What is being asked.
Reproduce the lines from the one holding "let mut ctx" to the end of the entries. Include both ends and change nothing.

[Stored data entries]
......

//! Engine error taxonomy.
//!
//! Evaluation failures propagate up the call stack that issued the request;
//! the cache and pool keep their own bookkeeping consistent on unwind.
//! Resource exhaustion is NOT an error: the pool returns `None` and callers
//! fall back to an unpooled path. Configuration inconsistencies (bad warp
//! keys, empty remap tables) are logged and degrade to passthrough instead
//! of surfacing here.

use thiserror::Error;
use uuid::Uuid;

/// Errors surfaced by graph evaluation
#[derive(Error, Debug)]
pub enum EvalError {
    /// A non-empty input unexpectedly produced nothing
    #[error("evaluation failed: node '{node_name}' produced no image for frame {frame}")]
    EvaluationFailed {
        node: Uuid,
        node_name: String,
        frame: i32,
    },

    /// Referenced node id is not in the graph
    #[error("unknown node {0}")]
    UnknownNode(Uuid),

    /// Media reader failed to produce samples
    #[error("media read failed: {0}")]
    MediaRead(#[from] crate::media::MediaError),

    /// A cache build claim was abandoned by another thread and could not be retried
    #[error("cache build abandoned for node {node} frame {frame}")]
    BuildAbandoned { node: Uuid, frame: i32 },

    /// No view node has been selected for top-level evaluation
    #[error("no view node set")]
    NoViewNode,
}

/// Errors from graph topology edits
#[derive(Error, Debug)]
pub enum GraphError {
    #[error("unknown node {0}")]
    UnknownNode(Uuid),

    #[error("node '{name}' accepts at most {max} inputs, got {got}")]
    TooManyInputs { name: String, max: usize, got: usize },

    #[error("input list for '{name}' would create a cycle")]
    Cycle { name: String },

    #[error("unknown node type '{0}'")]
    UnknownType(String),
}

pub type EvalResult<T> = std::result::Result<T, EvalError>;
//! Decode/IO plugin contract and the synthetic reader used by tests.
//!
//! The engine never touches containers or codecs itself: a leaf source node
//! asks its reader for a frame and caches the result exactly like any other
//! node. Readers may be called concurrently from several evaluation threads.

use std::sync::atomic::{AtomicUsize, Ordering};

use thiserror::Error;

use crate::audio::AudioBuffer;
use crate::graph::node::{RangeInfo, StructureInfo};

/// Decoded samples for one frame
#[derive(Debug, Clone)]
pub struct FramePayload {
    pub width: u32,
    pub height: u32,
    pub channels: u8,
    /// Interleaved samples, `width * height * channels` long
    pub data: Vec<f32>,
}

impl FramePayload {
    pub fn solid(width: u32, height: u32, channels: u8, value: f32) -> Self {
        Self {
            width,
            height,
            channels,
            data: vec![value; (width * height * channels as u32) as usize],
        }
    }

    /// Payload bytes
    pub fn mem(&self) -> usize {
        self.data.len() * std::mem::size_of::<f32>()
    }
}

/// Media read failures
#[derive(Error, Debug)]
pub enum MediaError {
    #[error("frame {frame} outside media range {start}..{end}")]
    OutOfRange { frame: i32, start: i32, end: i32 },

    #[error("unreadable media: {0}")]
    Unreadable(String),
}

/// Leaf media producer.
///
/// `identifier` must be unique per distinct frame content - it seeds the
/// content-identity trees the cache keys on.
pub trait FrameReader: Send + Sync {
    /// Stable content identity for a frame
    fn identifier(&self, frame: i32) -> String;

    /// Frame range this media covers
    fn range(&self) -> RangeInfo;

    /// Image geometry
    fn structure(&self) -> StructureInfo;

    /// Decode one frame
    fn read_frame(&self, frame: i32) -> Result<FramePayload, MediaError>;

    /// Fill `buf` with samples for its window; returns samples written.
    /// Sample 0 aligns with the media's start frame. Default: no audio.
    fn read_audio(&self, _buf: &mut AudioBuffer) -> usize {
        0
    }
}

/// Deterministic procedural media for tests and demos.
///
/// Pixels encode (frame, x, y); audio is a sine so retime and mixdown
/// behavior is observable without files on disk.
#[derive(Debug)]
pub struct SyntheticReader {
    name: String,
    range: RangeInfo,
    width: u32,
    height: u32,
    /// Total read_frame calls, visible to build-once tests
    reads: AtomicUsize,
}

impl SyntheticReader {
    pub fn new(name: impl Into<String>, start: i32, end: i32, fps: f32) -> Self {
        Self {
            name: name.into(),
            range: RangeInfo {
                start,
                end,
                cut_in: start,
                cut_out: end,
                fps,
            },
            width: 64,
            height: 32,
            reads: AtomicUsize::new(0),
        }
    }

    pub fn with_size(mut self, width: u32, height: u32) -> Self {
        self.width = width;
        self.height = height;
        self
    }

    pub fn with_cuts(mut self, cut_in: i32, cut_out: i32) -> Self {
        self.range.cut_in = cut_in;
        self.range.cut_out = cut_out;
        self
    }

    /// How many frames have actually been decoded
    pub fn read_count(&self) -> usize {
        self.reads.load(Ordering::Relaxed)
    }
}

impl FrameReader for SyntheticReader {
    fn identifier(&self, frame: i32) -> String {
        format!("{}/{}", self.name, frame)
    }

    fn range(&self) -> RangeInfo {
        self.range
    }

    fn structure(&self) -> StructureInfo {
        StructureInfo {
            width: self.width,
            height: self.height,
            pixel_aspect: 1.0,
        }
    }

    fn read_frame(&self, frame: i32) -> Result<FramePayload, MediaError> {
        if frame < self.range.start || frame > self.range.end {
            return Err(MediaError::OutOfRange {
                frame,
                start: self.range.start,
                end: self.range.end,
            });
        }
        self.reads.fetch_add(1, Ordering::Relaxed);

        let mut payload = FramePayload::solid(self.width, self.height, 3, 0.0);
        let w = self.width as usize;
        for y in 0..self.height as usize {
            for x in 0..w {
                let i = (y * w + x) * 3;
                payload.data[i] = frame as f32;
                payload.data[i + 1] = x as f32 / w as f32;
                payload.data[i + 2] = y as f32 / self.height as f32;
            }
        }
        Ok(payload)
    }

    fn read_audio(&self, buf: &mut AudioBuffer) -> usize {
        let rate = buf.rate();
        let ch = buf.channels() as usize;
        let start = buf.start_sample();
        let n = buf.len();
        let freq = 220.0;
        for i in 0..n {
            let t = (start + i as i64) as f64 / rate as f64;
            let v = (t * freq * std::f64::consts::TAU).sin() as f32 * 0.25;
            for c in 0..ch {
                buf.data_mut()[i * ch + c] = v;
            }
        }
        n
    }
}

#[cfg(test)]
mod tests {
    use super::*;

    #[test]
    fn test_synthetic_identity_and_range() {
        let reader = SyntheticReader::new("clipA", 1, 48, 24.0);
        assert_eq!(reader.identifier(7), "clipA/7");
        assert_eq!(reader.range().start, 1);
        assert_eq!(reader.range().end, 48);
    }

    #[test]
    fn test_synthetic_pixels_encode_frame() {
        let reader = SyntheticReader::new("clipA", 1, 48, 24.0).with_size(8, 4);
        let payload = reader.read_frame(13).unwrap();
        assert_eq!(payload.data[0], 13.0);
        assert_eq!(reader.read_count(), 1);
    }

    #[test]
    fn test_out_of_range_read_fails() {
        let reader = SyntheticReader::new("clipA", 1, 48, 24.0);
        assert!(reader.read_frame(0).is_err());
        assert!(reader.read_frame(49).is_err());
    }

    #[test]
    fn test_synthetic_audio_fills_window() {
        let reader = SyntheticReader::new("clipA", 1, 48, 24.0);
        let mut buf = AudioBuffer::new(64, 2, 48000, 4800);
        let n = reader.read_audio(&mut buf);
        assert_eq!(n, 64);
        assert!(buf.data().iter().any(|s| *s != 0.0));
    }
}
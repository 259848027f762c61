//! RUSHES - frame/audio evaluation and cache engine
//!
//! Drives a directed graph of processing nodes (sources, retimes, sequences,
//! stacks) that remap frame numbers between their output and their inputs,
//! evaluates each distinct (node, frame, context) key at most once, caches
//! the resulting image trees with check-out/check-in reference counting, and
//! recycles fixed-identity buffers through a fenced resource pool.
//!
//! Decode I/O and GPU backends are external collaborators consumed through
//! narrow traits ([`media::FrameReader`], fences on the pool); this crate
//! owns the evaluation contract, the frame-mapping math, the cache, and the
//! scheduling.

// Engine core (cache, pool, scheduler, events)
pub mod cache;
pub mod events;
pub mod pool;
pub mod sched;

// Graph entities (nodes, attrs, images)
pub mod graph;

// Flat support modules
pub mod audio;
pub mod config;
pub mod error;
pub mod media;
pub mod memo;

// Re-export commonly used types from the engine core
pub use cache::frame_cache::{CacheKey, CachingMode, Checkout, FrameCache};
pub use cache::mem::CacheBudget;
pub use pool::{PoolFence, ResourcePool};
pub use sched::scheduler::{CheckedOutImage, Scheduler};

// Re-export graph entities
pub use graph::attrs::{AttrValue, Attrs};
pub use graph::graph::Graph;
pub use graph::image::{IdTree, Image};
pub use graph::node::{EvalContext, EvalEnv, Eye, Node, RangeInfo, StructureInfo, ThreadKind};
pub use graph::node_kind::NodeKind;

pub use config::EngineConfig;
pub use error::EvalError;
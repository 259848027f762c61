//! SourceNode - leaf producer backed by a decode plugin.
//!
//! The reader is an opaque collaborator; its results are cached exactly like
//! any other node's. Concurrent evaluations of the same (frame, context) key
//! resolve to a single reader call: the first thread claims the build, the
//! rest block on the cache until the entry is ready.

use std::sync::Arc;

use uuid::Uuid;

use crate::audio::{AudioBuffer, AudioContext};
use crate::cache::frame_cache::{CacheKey, Checkout};
use crate::error::EvalError;
use crate::graph::attrs::Attrs;
use crate::graph::graph::Graph;
use crate::graph::image::{IdTree, Image};
use crate::graph::node::{
    EvalContext, EvalEnv, FlushClass, Node, RangeInfo, StructureInfo,
};
use crate::media::FrameReader;
use crate::memo::Memoized;

pub struct SourceNode {
    uuid: Uuid,
    name: String,
    attrs: Attrs,
    inputs: Vec<Uuid>,
    reader: Arc<dyn FrameReader>,
    range: Memoized<RangeInfo>,
    structure: Memoized<StructureInfo>,
}

impl SourceNode {
    pub fn new(name: impl Into<String>, reader: Arc<dyn FrameReader>) -> Self {
        Self {
            uuid: Uuid::new_v4(),
            name: name.into(),
            attrs: Attrs::new(),
            inputs: Vec::new(),
            reader,
            range: Memoized::new(),
            structure: Memoized::new(),
        }
    }

    pub fn reader(&self) -> &Arc<dyn FrameReader> {
        &self.reader
    }

    /// Clamp a requested frame into the media range
    fn clamp_frame(&self, frame: i32) -> i32 {
        let info = self.range.get_or_update(|| self.reader.range());
        frame.clamp(info.start, info.end)
    }

    /// Decode one frame and stage it for upload.
    ///
    /// The staging lease models the host-to-GPU copy: acquire a recycled
    /// buffer sized for the payload, fill it, release it with the fence
    /// armed. A pool refusal (hard memory floor) falls back to the unpooled
    /// path instead of failing the frame.
    fn build(&self, env: &EvalEnv, frame: i32) -> Result<Image, EvalError> {
        let payload = self.reader.read_frame(frame)?;

        if let Some(pool) = env.pool {
            if let Some(mut lease) = pool.acquire(payload.data.len()) {
                let n = payload.data.len().min(lease.resource.len());
                lease.resource[..n].copy_from_slice(&payload.data[..n]);
                pool.release(lease);
            } else {
                log::debug!(
                    "source '{}': staging pool refused {} samples, uploading unpooled",
                    self.name,
                    payload.data.len()
                );
            }
        }

        Ok(Image::leaf(self.uuid, Arc::new(payload)))
    }
}

impl Node for SourceNode {
    fn uuid(&self) -> Uuid {
        self.uuid
    }

    fn name(&self) -> &str {
        &self.name
    }

    fn node_type(&self) -> &'static str {
        "source"
    }

    fn attrs(&self) -> &Attrs {
        &self.attrs
    }

    fn attrs_mut(&mut self) -> &mut Attrs {
        &mut self.attrs
    }

    fn inputs(&self) -> &[Uuid] {
        &self.inputs
    }

    fn set_inputs(&mut self, _inputs: Vec<Uuid>) {
        // Leaf node; the graph rejects inputs via max_inputs
    }

    fn max_inputs(&self) -> usize {
        0
    }

    fn evaluate(&self, env: &EvalEnv, ctx: EvalContext) -> Result<Image, EvalError> {
        let frame = self.clamp_frame(ctx.frame);

        let Some(cache) = env.cache else {
            return self.build(env, frame);
        };

        let key = CacheKey::for_node(self.uuid, ctx.with_frame(frame));
        match cache.checkout_blocking(&key) {
            Checkout::Ready(img) => {
                let image = (*img).clone();
                cache.check_in(&key);
                Ok(image)
            }
            Checkout::Build(ticket) => {
                // On error the ticket drops and releases the claim, so a
                // blocked thread can retry instead of waiting forever.
                let image = self.build(env, frame)?;
                let arc = cache.complete(ticket, image);
                let image = (*arc).clone();
                cache.check_in(&key);
                Ok(image)
            }
            Checkout::Pending => Err(EvalError::BuildAbandoned {
                node: self.uuid,
                frame,
            }),
        }
    }

    fn evaluate_identifier(&self, _env: &EvalEnv, ctx: EvalContext) -> Result<IdTree, EvalError> {
        let frame = self.clamp_frame(ctx.frame);
        Ok(IdTree::leaf(self.reader.identifier(frame)))
    }

    fn range_info(&self, _graph: &Graph) -> RangeInfo {
        self.range.get_or_update(|| self.reader.range())
    }

    fn structure_info(&self, _graph: &Graph, ctx: EvalContext) -> StructureInfo {
        if ctx.interactive && ctx.view_width > 0 && ctx.view_height > 0 {
            return StructureInfo {
                width: ctx.view_width,
                height: ctx.view_height,
                pixel_aspect: 1.0,
            };
        }
        self.structure.get_or_update(|| self.reader.structure())
    }

    fn audio_fill_buffer(
        &self,
        _env: &EvalEnv,
        buf: &mut AudioBuffer,
        _actx: AudioContext,
    ) -> usize {
        self.reader.read_audio(buf)
    }

    fn property_changed(&self, key: &str) -> FlushClass {
        self.range.invalidate();
        self.structure.invalidate();
        match key {
            crate::graph::keys::A_NAME => FlushClass::NONE,
            _ => FlushClass::FRAMES,
        }
    }

    fn input_range_changed(&self) {
        self.range.invalidate();
    }

    fn input_structure_changed(&self) {
        self.structure.invalidate();
    }
}

#[cfg(test)]
mod tests {
    use super::*;
    use crate::graph::graph::Graph;
    use crate::media::SyntheticReader;

    fn graph_with_source(start: i32, end: i32) -> (Graph, Uuid, Arc<SyntheticReader>) {
        let mut graph = Graph::new();
        let reader = Arc::new(SyntheticReader::new("clip", start, end, 24.0));
        let id = graph.add_node(
            SourceNode::new("clip", Arc::clone(&reader) as Arc<dyn FrameReader>).into(),
        );
        (graph, id, reader)
    }

    #[test]
    fn test_evaluate_leaf_payload() {
        let (graph, id, reader) = graph_with_source(1, 48);
        let env = EvalEnv::bare(&graph);
        let img = graph
            .node(id)
            .unwrap()
            .evaluate(&env, EvalContext::for_frame(7))
            .unwrap();
        assert_eq!(img.leaf_count(), 1);
        assert_eq!(img.payload.as_ref().unwrap().data[0], 7.0);
        assert_eq!(reader.read_count(), 1);
    }

    #[test]
    fn test_evaluate_clamps_to_media_range() {
        let (graph, id, _reader) = graph_with_source(10, 20);
        let env = EvalEnv::bare(&graph);
        let img = graph
            .node(id)
            .unwrap()
            .evaluate(&env, EvalContext::for_frame(99))
            .unwrap();
        assert_eq!(img.payload.as_ref().unwrap().data[0], 20.0);
    }

    #[test]
    fn test_identifier_tracks_clamped_frame() {
        let (graph, id, _reader) = graph_with_source(1, 48);
        let env = EvalEnv::bare(&graph);
        let tree = graph
            .node(id)
            .unwrap()
            .evaluate_identifier(&env, EvalContext::for_frame(3))
            .unwrap();
        assert_eq!(tree.flatten(), "clip/3");
    }

    #[test]
    fn test_interactive_structure_override() {
        let (graph, id, _reader) = graph_with_source(1, 48);
        let mut ctx = EvalContext::for_frame(1);
        ctx.interactive = true;
        ctx.view_width = 320;
        ctx.view_height = 180;
        let info = graph.node(id).unwrap().structure_info(&graph, ctx);
        assert_eq!((info.width, info.height), (320, 180));
    }
}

......

Answer to the problem.
        let mut ctx = EvalContext::for_frame(1);
        ctx.interactive = true;
        ctx.view_width = 320;
        ctx.view_height = 180;
        let info = graph.node(id).unwrap().structure_info(&graph, ctx);
        assert_eq!((info.width, info.height), (320, 180));
    }
}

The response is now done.